Anti-virus software is not stopping many malware threats, NSS Labs finds

Malware caught at one entry point is often not detected by EPPs at other entry points, such as a USB drive or network file server, NSS Labs found. The company examined EPPs from the top vendors in terms of market share.

“We found that the same pieces of malware weren’t always detected if they were delivered to the machine through different entry points. If you clicked on something on the web and it was detected, the same vendor product might not detect the malware if it was on a USB, on a file share, or emailed to them”, Rick Moy, chief executive officer at NSS Labs, told Infosecurity.

“What that says to us is that the architecture of these AV products are not very uniform. That is a sign of a lack of maturity of the product, frankly. If you have the ability to detect malware on one vector, you should be able to detect on another,” Moy said.

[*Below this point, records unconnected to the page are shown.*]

use std::path::{Path, PathBuf};

use crate::{
    core::{Canvas, DEFAULT_CANVAS},
    error::{PanoError, PanoResult},
};

/// Default number of columns cross-faded at each junction. 50 to 100 reads
/// well for 960-wide background art; 0 disables blending.
pub const DEFAULT_BLEND_WIDTH: u32 = 50;

/// A complete stitch run: ordered inputs, output path, canonical canvas and
/// blend width. Decouples configuration acquisition (CLI flags, JSON
/// manifest) from the compositing algorithm.
#[derive(Clone, Debug, serde::Serialize, serde::Deserialize)]
pub struct StitchJob {
    /// Input images, in left-to-right panorama order.
    pub inputs: Vec<PathBuf>,
    /// Destination PNG path.
    pub output: PathBuf,
    #[serde(default = "default_canvas")]
    pub canvas: Canvas,
    #[serde(default = "default_blend_width")]
    pub blend_width: u32,
    #[serde(default = "default_overwrite")]
    pub overwrite: bool,
}

/// A naive merge run: source-over every input onto the first, no cross-fade.
#[derive(Clone, Debug, serde::Serialize, serde::Deserialize)]
pub struct MergeJob {
    /// Input images, bottom to top.
    pub inputs: Vec<PathBuf>,
    /// Destination PNG path.
    pub output: PathBuf,
    #[serde(default = "default_canvas")]
    pub canvas: Canvas,
    #[serde(default = "default_overwrite")]
    pub overwrite: bool,
}

fn default_canvas() -> Canvas {
    DEFAULT_CANVAS
}

fn default_blend_width() -> u32 {
    DEFAULT_BLEND_WIDTH
}

fn default_overwrite() -> bool {
    true
}

impl StitchJob {
    pub fn validate(&self) -> PanoResult<()> {
        validate_io(&self.inputs, &self.output)?;
        self.canvas.validate()
    }
}

impl MergeJob {
    pub fn validate(&self) -> PanoResult<()> {
        validate_io(&self.inputs, &self.output)?;
        self.canvas.validate()
    }
}

fn validate_io(inputs: &[PathBuf], output: &Path) -> PanoResult<()> {
    if inputs.is_empty() {
        return Err(PanoError::invalid_configuration("job has no input images"));
    }
    if output.as_os_str().is_empty() {
        return Err(PanoError::invalid_configuration(
            "job output path must be non-empty",
        ));
    }
    Ok(())
}

/// The numbered naming convention `"<base> NN.png"`: two-digit, 1-based
/// indices with a space separator.
#[derive(Clone, Debug, serde::Serialize, serde::Deserialize)]
pub struct ImageSequence {
    pub dir: PathBuf,
    pub base: String,
    pub count: u32,
}

impl ImageSequence {
    /// Expand into ordered paths `"<base> 01.png"` through `"<base> NN.png"`.
    pub fn resolve(&self) -> PanoResult<Vec<PathBuf>> {
        if self.count == 0 {
            return Err(PanoError::invalid_configuration(
                "image sequence count must be > 0",
            ));
        }
        if self.base.trim().is_empty() {
            return Err(PanoError::invalid_configuration(
                "image sequence base name must be non-empty",
            ));
        }

        Ok((1..=self.count)
            .map(|n| self.dir.join(format!("{} {:02}.png", self.base, n)))
            .collect())
    }
}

Less than one-third of the tested vendors had products with protection against memory-only malware, the company found. Moy explained that memory-only malware is injected into memory directly over the web, not downloaded as a file; this makes it harder for anti-virus products to catch the malware.

One memory-only malware technique is reverse DLL (dynamic-link library) injection: the malware injects itself into a system process that has been approved to run. “When the DLL is called, the malware will run and do it’s thing, but it is hiding inside an approved process. So it can’t be easily separated out. There is no file”, he said. “The memory-only malware can hide from detection algorithms that most AV products are using”, he added.

In addition, EPPs missed between 10% and 60% of evasion techniques used by cybercriminals, such as hiding malware in WinZip files. On average EPPs missed 30% of evasion techniques, according to Moy.

The most common evasion technique involves compression, Moy said. “We found that WinZip wasn’t detected [by the anti-virus software], so you can create a self-extracting archive of malware, and most of the AV products would not detect the malware that was hidden in there”, he explained.

At the network layer, cybercriminals can exploit IP fragmentation and segmentation. “A number of the AV products just look at individual packets without reassembling the entire conversation [between two computers]. So if you are looking for a signature and only part of the signature is in each packet, you will never understand the full message and be able to apply that signature to the full conversation”, Moy said.

“We are definitely disappointed with the results from the AV vendors”, Moy said. “There hasn’t been a lot of acknowledgement that this is a problem that needs to be address by the AV vendors”, he stressed.